Archive for Development

How do you put a Database in the Cloud?

// October 28th, 2009 // 3 Comments » // Development

By Jonathan Bryce, Founder

There’s a lot of buzz in the cloud world around Amazon’s new Relational Database Service. With this move, Amazon inches up one level from pure infrastructure to also owning the operating system and base server software (you can’t SSH into an RDS EC2 instance). More interesting than the announcement itself is the discussion it’s generated, a frequent question being, “Is it really cloud?”

  Techcrunch provides coverage and an intelligent discussion in the comments.

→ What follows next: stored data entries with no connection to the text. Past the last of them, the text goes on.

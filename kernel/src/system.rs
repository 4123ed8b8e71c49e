use crate::{
    config::VmConfig,
    mem::{
        frame_table::{FrameTable, VmStats},
        mmap::Unmap,
        page_replacement::Clock,
        swap::{SwapDevice, SwapError, SwapSpace},
        FrameAllocator,
    },
    sync::Mutex,
    threading::process::{AddressSpace, Pages, Process},
};
use alloc::{boxed::Box, sync::Arc};
use kidneyos_shared::println;
use once_cell::race::OnceBox;

/// The virtual memory system.
///
/// Locks are always taken in field order: `frames`, then an address space's
/// pages, then `swap`, then [`crate::fs::FILESYS_LOCK`].
pub struct Vm {
    pub(crate) config: VmConfig,
    pub(crate) frames: Mutex<FrameTable>,
    pub(crate) swap: Mutex<SwapSpace>,
}

impl Vm {
    pub fn new(config: VmConfig, allocator: Box<dyn FrameAllocator>, swap: SwapSpace) -> Self {
        Self {
            config,
            frames: Mutex::new(FrameTable::new(
                allocator,
                Box::<Clock>::default(),
                config.trace,
            )),
            swap: Mutex::new(swap),
        }
    }

    /// Bring up the VM on `device`, formatting the swap area if it has no
    /// valid header.
    pub fn boot(
        config: VmConfig,
        allocator: Box<dyn FrameAllocator>,
        device: Box<dyn SwapDevice>,
    ) -> Result<Self, SwapError> {
        let swap = SwapSpace::open(device, config.swap_area())?;
        Ok(Self::new(config, allocator, swap))
    }

    pub fn config(&self) -> &VmConfig {
        &self.config
    }

    pub fn stats(&self) -> VmStats {
        self.frames.lock().stats()
    }

    /// Frames currently backing a user page.
    pub fn resident_frames(&self) -> usize {
        self.frames.lock().resident_count()
    }

    pub fn swap_slots_in_use(&self) -> usize {
        self.swap.lock().in_use()
    }

    /// Release everything `space` holds: mappings first, then resident frames
    /// and swap slots of the remaining pages.
    pub fn tear_down(&self, space: &Arc<AddressSpace>) {
        self.munmap(space, Unmap::All);

        let mut frames = self.frames.lock();
        let mut pages = space.pages();
        let Pages { page_dir, spt } = &mut *pages;

        for entry in spt.drain() {
            if let Some(id) = entry.frame() {
                page_dir.clear(entry.vaddr());
                frames.release(id);
            } else if let Some(slot) = entry.swap_slot() {
                self.swap.lock().free(slot);
            }
        }

        if self.config.trace {
            println!("vm: tore down address space of pid {}", space.pid());
        }
    }
}

static VM: OnceBox<Vm> = OnceBox::new();

/// Make `vm` the system VM. Panics if one is already installed.
pub fn install(vm: Vm) -> &'static Vm {
    if VM.set(Box::new(vm)).is_err() {
        panic!("VM already installed");
    }
    unwrap_vm()
}

pub fn unwrap_vm() -> &'static Vm {
    match VM.get() {
        Some(vm) => vm,
        None => panic!("VM not initialized"),
    }
}

/// Entry point from the page fault trap for faults in user mode.
pub fn page_fault_handler(process: &dyn Process, fault_addr: usize, write: bool) {
    unwrap_vm().page_fault(process, fault_addr, write);
}

#[cfg(test)]
mod tests {
    use super::*;
    use crate::{
        fs::{memfile::MemFile, File},
        mem::{
            frame_allocator::CoreMap,
            page::{FileSpan, PageKind, VirtualPageEntry},
            swap::RamDisk,
        },
        testing::{check_invariants, test_vm, TestProcess},
    };
    use kidneyos_shared::mem::PAGE_FRAME_SIZE;

    const BASE: usize = 0x0805_0000;

    fn pattern(page: usize) -> Vec<u8> {
        (0..PAGE_FRAME_SIZE)
            .map(|i| (i * 7 + page * 31) as u8)
            .collect()
    }

    fn add_anonymous(space: &Arc<AddressSpace>, count: usize) {
        for i in 0..count {
            add_anonymous_at(space, BASE + i * PAGE_FRAME_SIZE);
        }
    }

    #[test]
    fn anonymous_pages_round_trip_through_swap() {
        let vm = test_vm(2, 8);
        let space = AddressSpace::new(1);
        add_anonymous(&space, 5);

        for i in 0..5 {
            vm.copy_to_user(&space, BASE + i * PAGE_FRAME_SIZE, &pattern(i)).unwrap();
            check_invariants(&vm, &[&space]);
        }
        assert_eq!(vm.resident_frames(), 2);
        assert!(vm.stats().swap_outs >= 3);

        for i in (0..5).rev() {
            let mut buf = vec![0; PAGE_FRAME_SIZE];
            vm.copy_from_user(&space, BASE + i * PAGE_FRAME_SIZE, &mut buf).unwrap();
            assert_eq!(buf, pattern(i), "page {i}");
            check_invariants(&vm, &[&space]);
        }
    }

    #[test]
    fn dirty_private_file_page_moves_to_swap() {
        let vm = test_vm(1, 4);
        let space = AddressSpace::new(1);
        let file = MemFile::new(vec![b'a'; 64]);
        let span = FileSpan {
            file: file.clone(),
            offset: 0,
            read_bytes: 64,
            zero_bytes: PAGE_FRAME_SIZE - 64,
            shared: false,
        };
        assert!(space.insert_page(VirtualPageEntry::file_backed(BASE, span, true)));
        add_anonymous_at(&space, BASE + PAGE_FRAME_SIZE);

        vm.copy_to_user(&space, BASE, b"zz").unwrap();
        // Touching the other page evicts BASE.
        vm.copy_to_user(&space, BASE + PAGE_FRAME_SIZE, b"x").unwrap();

        let entry = space.entry(BASE).unwrap();
        assert!(matches!(entry.kind(), PageKind::Anonymous { swap_slot: Some(_) }));
        assert_eq!(file.contents(), vec![b'a'; 64]);

        let mut buf = [0u8; 3];
        vm.copy_from_user(&space, BASE, &mut buf).unwrap();
        assert_eq!(&buf, b"zza");
    }

    #[test]
    fn clean_private_file_page_is_reread() {
        let vm = test_vm(1, 1);
        let space = AddressSpace::new(1);
        let span = FileSpan {
            file: MemFile::new(b"text".to_vec()),
            offset: 0,
            read_bytes: 4,
            zero_bytes: PAGE_FRAME_SIZE - 4,
            shared: false,
        };
        assert!(space.insert_page(VirtualPageEntry::file_backed(BASE, span, false)));
        add_anonymous_at(&space, BASE + PAGE_FRAME_SIZE);

        let mut buf = [0u8; 4];
        vm.copy_from_user(&space, BASE, &mut buf).unwrap();
        vm.copy_from_user(&space, BASE + PAGE_FRAME_SIZE, &mut buf).unwrap();

        assert!(!space.entry(BASE).unwrap().is_loaded());
        assert_eq!(vm.stats().swap_outs, 0);
        assert_eq!(vm.swap_slots_in_use(), 0);

        vm.copy_from_user(&space, BASE, &mut buf).unwrap();
        assert_eq!(&buf, b"text");
    }

    #[test]
    fn evicted_mapped_page_is_written_to_file() {
        let vm = test_vm(1, 1);
        let process = TestProcess::new("p", 1);
        let file = MemFile::new(vec![0; 10]);
        process.open(3, file.clone());
        let space = process.address_space();

        vm.mmap(&process, 3, BASE).unwrap();
        add_anonymous_at(space, BASE + 0x10000);

        vm.copy_to_user(space, BASE + 2, b"mm").unwrap();
        vm.copy_to_user(space, BASE + 0x10000, b"x").unwrap();

        assert_eq!(vm.stats().write_backs, 1);
        assert_eq!(vm.swap_slots_in_use(), 0);
        assert_eq!(file.contents(), b"\0\0mm\0\0\0\0\0\0");
        assert!(matches!(space.entry(BASE).unwrap().kind(), PageKind::FileBacked(_)));
    }

    #[test]
    fn failed_write_back_is_not_counted() {
        let vm = test_vm(1, 1);
        let space = AddressSpace::new(1);
        let file = MemFile::new(vec![0; 10]);
        let span = FileSpan {
            file: file.clone(),
            offset: 0,
            read_bytes: 10,
            zero_bytes: PAGE_FRAME_SIZE - 10,
            shared: true,
        };
        assert!(space.insert_page(VirtualPageEntry::file_backed(BASE, span, true)));
        add_anonymous_at(&space, BASE + PAGE_FRAME_SIZE);

        vm.copy_to_user(&space, BASE, b"lost").unwrap();
        file.close();
        vm.copy_to_user(&space, BASE + PAGE_FRAME_SIZE, b"x").unwrap();

        assert_eq!(vm.stats().evictions, 1);
        assert_eq!(vm.stats().write_backs, 0);
        assert_eq!(file.contents(), vec![0; 10]);
        assert!(!space.entry(BASE).unwrap().is_loaded());
    }

    fn add_anonymous_at(space: &Arc<AddressSpace>, vaddr: usize) {
        assert!(space.insert_page(VirtualPageEntry::anonymous(vaddr, true)));
    }

    #[test]
    fn processes_compete_for_frames() {
        let vm = test_vm(3, 16);
        let a = AddressSpace::new(1);
        let b = AddressSpace::new(2);
        add_anonymous(&a, 4);
        add_anonymous(&b, 4);

        for round in 0..3 {
            for (n, space) in [&a, &b].into_iter().enumerate() {
                for i in 0..4 {
                    let vaddr = BASE + i * PAGE_FRAME_SIZE;
                    vm.copy_to_user(space, vaddr, &pattern(i + n * 4 + round)).unwrap();
                    check_invariants(&vm, &[&a, &b]);
                }
            }
        }

        for (n, space) in [&a, &b].into_iter().enumerate() {
            for i in 0..4 {
                let mut buf = vec![0; PAGE_FRAME_SIZE];
                vm.copy_from_user(space, BASE + i * PAGE_FRAME_SIZE, &mut buf).unwrap();
                assert_eq!(buf, pattern(i + n * 4 + 2));
            }
        }
        check_invariants(&vm, &[&a, &b]);
    }

    #[test]
    fn concurrent_processes_keep_their_data() {
        let vm = test_vm(4, 32);

        std::thread::scope(|s| {
            for pid in 1..=4u16 {
                let vm = &vm;
                s.spawn(move || {
                    let space = AddressSpace::new(pid);
                    add_anonymous(&space, 3);
                    for round in 0..20 {
                        for i in 0..3 {
                            let data = pattern(i + round + usize::from(pid));
                            vm.copy_to_user(&space, BASE + i * PAGE_FRAME_SIZE, &data).unwrap();
                        }
                        for i in 0..3 {
                            let mut buf = vec![0; PAGE_FRAME_SIZE];
                            vm.copy_from_user(&space, BASE + i * PAGE_FRAME_SIZE, &mut buf)
                                .unwrap();
                            assert_eq!(buf, pattern(i + round + usize::from(pid)));
                        }
                    }
                    vm.tear_down(&space);
                });
            }
        });

        assert_eq!(vm.resident_frames(), 0);
        assert_eq!(vm.swap_slots_in_use(), 0);
        assert_eq!(vm.frames.lock().pinned_count(), 0);
    }

    #[test]
    fn tear_down_releases_everything() {
        let vm = test_vm(2, 8);
        let process = TestProcess::new("p", 1);
        let file = MemFile::new(vec![1; 3 * PAGE_FRAME_SIZE]);
        process.open(3, file.clone());
        let space = process.address_space();

        add_anonymous(space, 3);
        vm.mmap(&process, 3, BASE + 0x10000).unwrap();
        for i in 0..3 {
            vm.copy_to_user(space, BASE + i * PAGE_FRAME_SIZE, b"anon").unwrap();
            vm.copy_to_user(space, BASE + 0x10000 + i * PAGE_FRAME_SIZE, b"file").unwrap();
        }
        assert!(vm.swap_slots_in_use() > 0);

        vm.tear_down(space);

        assert_eq!(space.page_count(), 0);
        assert_eq!(space.mapping_count(), 0);
        assert_eq!(vm.resident_frames(), 0);
        assert_eq!(vm.swap_slots_in_use(), 0);
        assert_eq!(file.open_count(), 1);
        for i in 0..3 {
            let at = i * PAGE_FRAME_SIZE;
            assert_eq!(&file.contents()[at..at + 4], b"file");
        }

        // Nothing left to do the second time.
        vm.tear_down(space);
    }

    #[test]
    fn boot_formats_blank_device() {
        let config = VmConfig::parse("vm.swap_start=8 vm.swap_sectors=32").unwrap();
        let vm = Vm::boot(config, Box::new(CoreMap::boxed(1)), Box::new(RamDisk::new(40)))
            .unwrap();
        assert_eq!(vm.config().swap_area(), 8..40);
        assert_eq!(vm.swap.lock().capacity(), 3);

        assert_eq!(
            Vm::boot(config, Box::new(CoreMap::boxed(1)), Box::new(RamDisk::new(16))).err(),
            Some(SwapError::DeviceTooSmall)
        );
    }

    #[test]
    fn installed_vm_handles_page_faults() {
        let vm = install(test_vm(1, 1));
        assert!(core::ptr::eq(vm, unwrap_vm()));

        let process = TestProcess::new("init", 1);
        add_anonymous_at(process.address_space(), BASE);
        page_fault_handler(&process, BASE + 4, true);
        assert!(process.address_space().entry(BASE).unwrap().is_loaded());

        vm.tear_down(process.address_space());
    }
}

Rightscale makes the point that RDS instances are basically MySQL appliances, at the core just EC2 instances running MySQL. This is a capability RightScale has offered for years on top of the same infrastructure. The RDS instances then have some valuable, automated services layered on top to back up and scale the resources available to that EC2 instance. This is similar to the value added services Rightscale has offered as well as similar to the snapshot backups and in-place scaling Cloud Servers offers for all server types. A side note is that this is obviously a step that will be worrisome for some of the Amazon partners who are building businesses on top of Amazon’s infrastructure services.

Database != Cloud?

Back to the original question: How do you do databases in the cloud? This is a question we’ve been consumed with for years. We are are running thousands and thousands of applications, most of which are back-ended by a MySQL or Microsoft SQL Server database.  At Rackspace, we have a few basic philosophies that influence how we approach our product offerings from managed hosting to cloud to email.

First, we want to give users a variety of options that start very low in the stack and go all the way up to software services. Customers can pick where in the stack they want to work to match their needs for customization, ease of use, and required technical skill.

Second, we want to try to make the transition from one type of service to another as smooth as possible. I applaud Amazon for implementing this in a way that preserves the standard MySQL protocol. We’ve taken the same approach with our Cloud Sites database capabilities.

The third goal, though, is the hardest: smooth scalability. One of the primary promises of the cloud is elasticity. For something like our web application servers, we run custom versions of web server software that allow us to reach a level of scale that will meet practically any need. Relational databases, though, are much more difficult to scale infinitely. Amazon’s approach is to give their users the building blocks and ask them to handle the scaling. We’ve taken a different tack, trying to handle scaling as seamlessly as possible.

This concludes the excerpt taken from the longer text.